Retributive Judgment

Precisely forty years later, retribution fell. Everything changed. Terror struck. The judgment of God visited them. Christ had foreseen and predicted its downfall yet “for nearly forty years after the doom of Jerusalem had been pronounced by Christ Himself, the Lord delayed His judgments upon the city and the nation.  Wonderful was the longsuffering of God toward the rejectors of His gospel and the murderers of His Son. . . . The long-suffering of God toward Jerusalem  only confirmed the Jews in their stubborn impenitence. . . . Then God withdrew His protection from them and removed His restraining power from Satan and his angels, and the nation was left to the control of the leader she had chosen. They became satanic in their cruelty. In the family and in the nation, among the highest and the lowest classes alike, there was suspicion, envy, hatred, strife, rebellion, murder. . . . Friends and kindred betrayed one another.” –Ibid., p. 26–27

The scenario

“Terrible were the calamities that fell upon Jerusalem. . . . The city was invested at the time of the Passover, when millions of Jews were assembled within its walls. . . . So fierce were the pangs of hunger that men would gnaw the leather of their belts and sandals and the covering of their shields. Great numbers of the people would steal out at night to gather wild plants growing outside the city walls. . . .

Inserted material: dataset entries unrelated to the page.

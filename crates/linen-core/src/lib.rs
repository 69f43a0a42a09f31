//! # linen-core: Batch Reconciliation Engine for Linen Ops
//!
//! Pure business logic for laundry batches: what a batch is worth, where the
//! counts disagree, and which status it may move to next. No database or network access.
//!
//! ## Architecture Position
//! ```text
//! ┌─────────────────────────────────────────────────────────────────────────┐
//! │                        Linen Ops Architecture                           │
//! │                                                                         │
//! │  ┌─────────────────────────────────────────────────────────────────┐   │
//! │  │   Batch form ──► Dashboard ──► Invoice / PDF / Excel export     │   │
//! │  └─────────────────────────────┬───────────────────────────────────┘   │
//! │                                │ JSON item records                      │
//! │  ┌─────────────────────────────▼───────────────────────────────────┐   │
//! │  │               ★ linen-core (THIS CRATE) ★                       │   │
//! │  │                                                                 │   │
//! │  │   ┌────────────┐  ┌────────────┐  ┌────────────┐               │   │
//! │  │   │ validation │─►│ financial  │  │ discrepancy│               │   │
//! │  │   │ ItemRecord │  │ line totals│  │ sent - recv│               │   │
//! │  │   └────────────┘  └─────┬──────┘  └─────┬──────┘               │   │
//! │  │                         └──► summary ◄──┘                       │   │
//! │  │   ┌────────────┐  ┌────────────┐  ┌────────────┐               │   │
//! │  │   │  batch_id  │  │  workflow  │  │  rounding  │               │   │
//! │  │   │ PB-YYYY-.. │  │ pickup →.. │  │  money     │               │   │
//! │  │   └────────────┘  └────────────┘  └────────────┘               │   │
//! │  │                                                                 │   │
//! │  │   NO DATABASE • NO NETWORK • PURE FUNCTIONS                    │   │
//! │  └─────────────────────────────┬───────────────────────────────────┘   │
//! │                                │                                        │
//! │  ┌─────────────────────────────▼───────────────────────────────────┐   │
//! │  │                    linen-db (Database Layer)                    │   │
//! │  │        SQLite, migrations, batch create/amend/status            │   │
//! │  └─────────────────────────────────────────────────────────────────┘   │
//! └─────────────────────────────────────────────────────────────────────────┘
//! ```
//!
//! ## Modules
//!
//! - [`rounding`] - `round2`, half away from zero
//! - [`money`] - Money type in integer cents
//! - [`types`] - Domain records (Client, LinenCategory, Batch, BatchItem)
//! - [`config`] - Rates and ceilings
//! - [`validation`] - Input range checks
//! - [`batch_id`] - Paper and system batch ids
//! - [`discrepancy`] - Sent vs received
//! - [`financial`] - Line totals, surcharges, aggregates
//! - [`summary`] - The invoice-grade batch total
//! - [`workflow`] - Status transitions
//! - [`error`] - Error kinds
//!
//! ## Example Usage
//!
//! ```rust
//! use linen_core::{summarize, EngineConfig, ItemRecord};
//!
//! let items = vec![ItemRecord {
//!     linen_category_id: "towels".to_string(),
//!     quantity_sent: 10,
//!     quantity_received: 8,
//!     price_per_item: 5.00,
//!     express_delivery: true,
//!     discrepancy_details: Some("2 towels missing".to_string()),
//! }];
//!
//! let summary = summarize(&items, &EngineConfig::default()).unwrap();
//!
//! // 40.00 received + 10.00 shortfall + 20.00 express = 70.00, +15% VAT
//! assert_eq!(summary.grand_total.cents(), 8050);
//! ```

// =============================================================================
// Module Declarations
// =============================================================================

pub mod batch_id;
pub mod config;
pub mod discrepancy;
pub mod error;
pub mod financial;
pub mod money;
pub mod rounding;
pub mod summary;
pub mod types;
pub mod validation;
pub mod workflow;

// =============================================================================
// Re-exports for Convenience
// =============================================================================

pub use config::EngineConfig;
pub use error::{CoreError, CoreResult, ErrorKind, ValidationError};
pub use money::Money;
pub use summary::{parse_items, summarize, BatchSummary, InvoiceLine};
pub use types::*;
pub use workflow::{validate_transition, TransitionCheck};
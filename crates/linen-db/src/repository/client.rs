//! # Client Repository
//!
//! Database operations for clients (the hotels, clinics and restaurants
//! whose linen is collected).

use chrono::Utc;
use sqlx::SqlitePool;
use tracing::debug;
use uuid::Uuid;

use crate::error::DbResult;
use linen_core::validation::validate_name;
use linen_core::{Client, CoreError};

const CLIENT_COLUMNS: &str = "id, name, email, phone, address, is_active, created_at";

/// Fields supplied when registering a client.
#[derive(Debug, Clone, Default)]
pub struct NewClient {
    pub name: String,
    pub email: Option<String>,
    pub phone: Option<String>,
    pub address: Option<String>,
}

/// Repository for client database operations.
#[derive(Debug, Clone)]
pub struct ClientRepository {
    pool: SqlitePool,
}

impl ClientRepository {
    /// Creates a new ClientRepository.
    pub fn new(pool: SqlitePool) -> Self {
        ClientRepository { pool }
    }

    /// Inserts a new, active client.
    ///
    /// ## Returns
    /// * `Ok(Client)` - The stored client with generated id
    /// * `Err(DbError::Core)` - Name empty or longer than 100 characters
    pub async fn insert(&self, new: NewClient) -> DbResult<Client> {
        validate_name("name", &new.name).map_err(CoreError::from)?;

        let client = Client {
            id: Uuid::new_v4().to_string(),
            name: new.name.trim().to_string(),
            email: new.email,
            phone: new.phone,
            address: new.address,
            is_active: true,
            created_at: Utc::now(),
        };

        debug!(id = %client.id, name = %client.name, "Inserting client");

        sqlx::query(
            r#"
            INSERT INTO clients (id, name, email, phone, address, is_active, created_at)
            VALUES (?1, ?2, ?3, ?4, ?5, ?6, ?7)
            "#,
        )
        .bind(&client.id)
        .bind(&client.name)
        .bind(&client.email)
        .bind(&client.phone)
        .bind(&client.address)
        .bind(client.is_active)
        .bind(client.created_at)
        .execute(&self.pool)
        .await?;

        Ok(client)
    }

    /// Gets a client by ID.
    pub async fn get_by_id(&self, id: &str) -> DbResult<Option<Client>> {
        let client = sqlx::query_as::<_, Client>(&format!(
            "SELECT {CLIENT_COLUMNS} FROM clients WHERE id = ?1"
        ))
        .bind(id)
        .fetch_optional(&self.pool)
        .await?;

        Ok(client)
    }

    /// Lists active clients by name.
    pub async fn list_active(&self) -> DbResult<Vec<Client>> {
        let clients = sqlx::query_as::<_, Client>(&format!(
            "SELECT {CLIENT_COLUMNS} FROM clients WHERE is_active = 1 ORDER BY name"
        ))
        .fetch_all(&self.pool)
        .await?;

        Ok(clients)
    }
}

#[cfg(test)]
mod tests {
    use super::*;
    use crate::{Database, DbConfig, DbError};
    use linen_core::ErrorKind;

    async fn db() -> Database {
        Database::new(DbConfig::in_memory()).await.unwrap()
    }

    #[tokio::test]
    async fn test_insert_and_get() {
        let db = db().await;
        let client = db
            .clients()
            .insert(NewClient {
                name: "  Harbour Hotel ".to_string(),
                email: Some("linen@harbour.example".to_string()),
                ..NewClient::default()
            })
            .await
            .unwrap();

        assert_eq!(client.name, "Harbour Hotel");

        let loaded = db.clients().get_by_id(&client.id).await.unwrap().unwrap();
        assert_eq!(loaded.id, client.id);
        assert_eq!(loaded.email.as_deref(), Some("linen@harbour.example"));
        assert!(loaded.is_active);

        assert!(db.clients().get_by_id("missing").await.unwrap().is_none());
    }

    #[tokio::test]
    async fn test_rejects_blank_name() {
        let err = db()
            .await
            .clients()
            .insert(NewClient::default())
            .await
            .unwrap_err();

        assert!(matches!(err, DbError::Core(_)));
        assert_eq!(err.core_kind(), Some(ErrorKind::ValidationError));
    }

    #[tokio::test]
    async fn test_list_active_sorted_by_name() {
        let db = db().await;
        for name in ["Zebra Spa", "Alpine Lodge"] {
            db.clients()
                .insert(NewClient {
                    name: name.to_string(),
                    ..NewClient::default()
                })
                .await
                .unwrap();
        }

        let names: Vec<String> = db
            .clients()
            .list_active()
            .await
            .unwrap()
            .into_iter()
            .map(|c| c.name)
            .collect();
        assert_eq!(names, vec!["Alpine Lodge", "Zebra Spa"]);
    }
}
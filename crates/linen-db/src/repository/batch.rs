//! # Batch Repository
//!
//! Database operations for batches and their items.
//!
//! ## Batch Lifecycle
//! ```text
//! ┌─────────────────────────────────────────────────────────────────────────┐
//! │                       Batch Lifecycle                                   │
//! │                                                                         │
//! │  1. CREATE                                                             │
//! │     └── create() → validate items, summarize, assign ids               │
//! │         batch + items inserted in ONE transaction                      │
//! │         total_amount / has_discrepancy cached on the batch row         │
//! │                                                                         │
//! │  2. AMEND (counts corrected after washing)                             │
//! │     └── amend_items(id, expected_version, items)                       │
//! │         UPDATE ... WHERE version = expected_version                    │
//! │         0 rows → StaleBatch (someone else amended first)               │
//! │         items replaced wholesale, totals recomputed                    │
//! │                                                                         │
//! │  3. ADVANCE STATUS                                                     │
//! │     └── update_status(id, to)                                          │
//! │         current status read INSIDE the transaction                     │
//! │         require_transition(current, to)                                │
//! │         UPDATE ... WHERE status = current                              │
//! │                                                                         │
//! │  4. REPORT                                                             │
//! │     └── summary(id) → BatchSummary for invoice / PDF / Excel           │
//! │     └── dashboard_totals() → per-status counts and totals              │
//! │                                                                         │
//! └─────────────────────────────────────────────────────────────────────────┘
//! ```

use chrono::{Datelike, NaiveDate, Utc};
use serde::{Deserialize, Serialize};
use sqlx::{SqliteConnection, SqlitePool};
use tracing::{debug, info, warn};
use uuid::Uuid;
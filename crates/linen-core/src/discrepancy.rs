//! # Discrepancy Detection
//!
//! Compares what a client sent with what came back and values the gap.
//!
//! ## Sign Convention
//! ```text
//! discrepancy = quantity_sent - quantity_received
//!
//!   sent 10, received 8  →  +2  (two items short)
//!   sent 10, received 12 →  -2  (two extra items came back)
//! ```
//! The same sign flows into `value_impact` and from there into the batch
//! summary's discrepancy adjustment. Invoices, exports and the dashboard all
//! read it from here.

use serde::{Deserialize, Serialize};
use ts_rs::TS;

use crate::config::EngineConfig;
use crate::error::CoreResult;
use crate::money::{self, Money};
use crate::rounding::round_half_away;
use crate::types::{ItemRecord, PricedItem};
use crate::validation::validate_items;

/// Discrepancy figures for one item.
#[derive(Debug, Clone, PartialEq, Serialize, Deserialize, TS)]
#[ts(export)]
pub struct ItemDiscrepancy {
    /// Position of the item in the submitted list.
    pub index: usize,
    pub linen_category_id: String,
    /// `sent - received`, signed.
    pub discrepancy: i64,
    /// `|discrepancy| / sent × 100`, 2 decimals; 0 when nothing was sent.
    pub discrepancy_percentage: f64,
    /// `discrepancy × unit_price`, signed.
    #[serde(with = "money::decimal")]
    #[ts(type = "number")]
    pub value_impact: Money,
}

/// Batch-level discrepancy figures.
#[derive(Debug, Clone, PartialEq, Serialize, Deserialize, TS)]
#[ts(export)]
pub struct DiscrepancyReport {
    pub items: Vec<ItemDiscrepancy>,
    pub item_count: usize,
    /// Items where sent ≠ received.
    pub items_with_discrepancy: usize,
    /// Σ |discrepancy|.
    pub total_discrepancy: i64,
    /// `items_with_discrepancy / item_count × 100`, 2 decimals.
    pub discrepancy_percentage: f64,
    /// Σ |value_impact|.
    #[serde(with = "money::decimal")]
    #[ts(type = "number")]
    pub value_impact: Money,
    /// Σ value_impact (signed); this is the summary's adjustment term.
    #[serde(with = "money::decimal")]
    #[ts(type = "number")]
    pub net_value_impact: Money,
}

impl DiscrepancyReport {
    /// `true` iff at least one item has sent ≠ received.
    #[inline]
    pub fn has_discrepancy(&self) -> bool {
        self.items_with_discrepancy > 0
    }
}

/// Computes one item's discrepancy.
pub fn item_discrepancy(index: usize, item: &PricedItem) -> ItemDiscrepancy {
    let discrepancy = item.quantity_sent - item.quantity_received;

    ItemDiscrepancy {
        index,
        linen_category_id: item.linen_category_id.clone(),
        discrepancy,
        discrepancy_percentage: percentage(discrepancy.abs(), item.quantity_sent),
        value_impact: item.unit_price.multiply_quantity(discrepancy),
    }
}

/// Builds the report for validated items.
///
/// ## Example
/// ```rust
/// use linen_core::discrepancy::discrepancy_report;
/// use linen_core::money::Money;
/// use linen_core::types::PricedItem;
///
/// let item = PricedItem {
///     linen_category_id: "towels".to_string(),
///     quantity_sent: 10,
///     quantity_received: 8,
///     unit_price: Money::from_cents(500),
///     express_delivery: false,
///     discrepancy_details: None,
/// };
/// let report = discrepancy_report(&[item]);
/// assert_eq!(report.items[0].discrepancy, 2);
/// assert_eq!(report.items[0].value_impact.cents(), 1000);
/// assert_eq!(report.discrepancy_percentage, 100.0);
/// ```
pub fn discrepancy_report(items: &[PricedItem]) -> DiscrepancyReport {
    let lines: Vec<ItemDiscrepancy> = items
        .iter()
        .enumerate()
        .map(|(index, item)| item_discrepancy(index, item))
        .collect();

    let items_with_discrepancy = lines.iter().filter(|l| l.discrepancy != 0).count();

    DiscrepancyReport {
        item_count: lines.len(),
        items_with_discrepancy,
        total_discrepancy: lines.iter().map(|l| l.discrepancy.abs()).sum(),
        discrepancy_percentage: percentage(items_with_discrepancy as i64, lines.len() as i64),
        value_impact: lines.iter().map(|l| l.value_impact.abs()).sum(),
        net_value_impact: lines.iter().map(|l| l.value_impact).sum(),
        items: lines,
    }
}

/// Validates submitted items, then builds the report.
pub fn detect_discrepancies(
    records: &[ItemRecord],
    config: &EngineConfig,
) -> CoreResult<DiscrepancyReport> {
    let items = validate_items(records, config)?;
    Ok(discrepancy_report(&items))
}

/// `part / whole × 100` to 2 decimals, rounded half away from zero.
/// Zero when `whole` is zero.
pub(crate) fn percentage(part: i64, whole: i64) -> f64 {
    if whole == 0 {
        return 0.0;
    }
    // hundredths of a percent
    let hundredths = round_half_away(part as i128 * 10_000, whole as i128);
    hundredths as f64 / 100.0
}

// =============================================================================
// Unit Tests
// =============================================================================

#[cfg(test)]
mod tests {
    use super::*;
    use crate::error::ErrorKind;

    fn item(sent: i64, received: i64, price_cents: i64) -> PricedItem {
        PricedItem {
            linen_category_id: "pillow-cases".to_string(),
            quantity_sent: sent,
            quantity_received: received,
            unit_price: Money::from_cents(price_cents),
            express_delivery: false,
            discrepancy_details: None,
        }
    }

    #[test]
    fn test_shortfall_is_positive() {
        let line = item_discrepancy(0, &item(10, 8, 500));
        assert_eq!(line.discrepancy, 2);
        assert_eq!(line.discrepancy_percentage, 20.0);
        assert_eq!(line.value_impact.cents(), 1000);
    }

    #[test]
    fn test_surplus_is_negative() {
        let line = item_discrepancy(3, &item(10, 12, 250));
        assert_eq!(line.index, 3);
        assert_eq!(line.discrepancy, -2);
        assert_eq!(line.discrepancy_percentage, 20.0);
        assert_eq!(line.value_impact.cents(), -500);
    }

    #[test]
    fn test_nothing_sent_has_zero_percentage() {
        let line = item_discrepancy(0, &item(0, 4, 100));
        assert_eq!(line.discrepancy, -4);
        assert_eq!(line.discrepancy_percentage, 0.0);
    }

    #[test]
    fn test_percentage_rounding() {
        // 1/3 = 33.333...%
        assert_eq!(percentage(1, 3), 33.33);
        // 2/3 = 66.666...%
        assert_eq!(percentage(2, 3), 66.67);
        assert_eq!(percentage(5, 0), 0.0);
    }

    #[test]
    fn test_report_aggregates() {
        let items = vec![item(10, 8, 500), item(10, 12, 250), item(5, 5, 1000)];
        let report = discrepancy_report(&items);

        assert_eq!(report.item_count, 3);
        assert_eq!(report.items_with_discrepancy, 2);
        assert_eq!(report.total_discrepancy, 4);
        assert_eq!(report.discrepancy_percentage, 66.67);
        // |10.00| + |-5.00|
        assert_eq!(report.value_impact.cents(), 1500);
        // 10.00 - 5.00
        assert_eq!(report.net_value_impact.cents(), 500);
        assert!(report.has_discrepancy());
    }

    #[test]
    fn test_empty_report() {
        let report = discrepancy_report(&[]);
        assert_eq!(report.item_count, 0);
        assert_eq!(report.discrepancy_percentage, 0.0);
        assert!(report.value_impact.is_zero());
        assert!(!report.has_discrepancy());
    }

    #[test]
    fn test_no_discrepancy_when_all_match() {
        let report = discrepancy_report(&[item(3, 3, 100), item(0, 0, 100)]);
        assert!(!report.has_discrepancy());
        assert_eq!(report.total_discrepancy, 0);
    }

    #[test]
    fn test_detect_validates_first() {
        let record = ItemRecord {
            linen_category_id: "towels".to_string(),
            quantity_sent: 10,
            quantity_received: 8,
            price_per_item: 1500.0,
            express_delivery: false,
            discrepancy_details: None,
        };
        let err = detect_discrepancies(&[record], &EngineConfig::default()).unwrap_err();
        assert_eq!(err.kind(), ErrorKind::InvalidPrice);
    }
}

“Thousands perished from famine and pestilence. Natural affection seemed to have been destroyed. Husbands robbed their wives, and wives their husbands. Children would be seen snatching the food from the mouths of their aged parents. The question of the prophet, ‘Can a woman forget her sucking child?’ received the answer within the walls of that doomed city: ‘The hands of the pitiful women have sodden their own children: they were their meat in the destruction of the daughter of my people.’ Isaiah 49:15; Lamentations 4:10. Again was fulfilled the warning prophecy given fourteen centuries before: ‘The tender and delicate woman among you, which would not adventure to set the sole of her foot upon the ground for delicateness and tenderness, her eye shall be evil toward the husband of her bosom, and toward her son, and toward her daughter, . . . and toward her children which she shall bear, for she shall eat them for want of all things secretly in the siege and straitness, wherewith thine enemy shall distress thee in thy gates.’ Deuteronomy 28:56, 57.” –Ibid., p. 31–32

“Men and women, old and young, insurgents and priests, those who fought and those who entreated mercy, were hewn down in indiscriminating carnage. The number of the slain exceeded that of the slayers. The legionaries had to clamber over heaps of dead to carry on the work of extermination.” –Ibid., p. 35

A Warning

What caused this?  Were they not warned? They were not left without warning after warning. Says Micah the prophet: “‘Hear this, I pray you, ye heads of the house of Jacob, and the princes of the house of Israel, that abhor judgment, and pervert all equity.  They build up Zion with blood, and Jerusalem with iniquity.  The heads thereof judge for reward, and the priest thereof teach for hire, and the prophets thereof divine for money: yet they will lean upon the Lord, and say, Is not the Lord among us? none evil can come upon us.’ Micah 3:9–11

“These words faithfully described the corrupt and self-righteous inhabitants of Jerusalem. While claiming to observe rigidly the precepts of God’s law, they were transgressing all its principles.” –Ibid., p. 27.  “Prophets had wept over the apostasy of Israel and the terrible desolations by which their sins were visited.  Jeremiah wished that his eyes were a fountain of tears, that he might weep day and night for the slain of the daughter of his people.” –Ibid., p. 19

A Bed of their Own Spreading

“The Jews had forged their own fetters”; says E.G. White: “they had filled for themselves the cup of vengeance. In the utter destruction that befell them as a nation, and in all the woes that followed them in their dispersion, they were but reaping the harvest which their own hands had sown. Says the prophet: ‘O Israel, thou hast destroyed thyself;’ ‘for thou hast fallen by thine iniquity.’ Hosea 13:9; 14:1. Their sufferings are often represented as a punishment visited upon them by the direct decree of God. It is thus that the great deceiver seeks to conceal his own work. By stubborn rejection of divine love and mercy, the Jews had caused the protection of God to be withdrawn from them, and Satan was permitted to rule them according to his will. The horrible cruelties enacted in the destruction of Jerusalem are a demonstration of Satan’s vindictive power over those who yield to his control.” –Ibid., p. 35

A Two-fold Fulfillment

So, that was the life and times of Jerusalem. She lost her privilege. Woefully, after the destruction of the second temple, Jerusalem fell into the hands of the Romans—a pathetic end. Retribution. Our model.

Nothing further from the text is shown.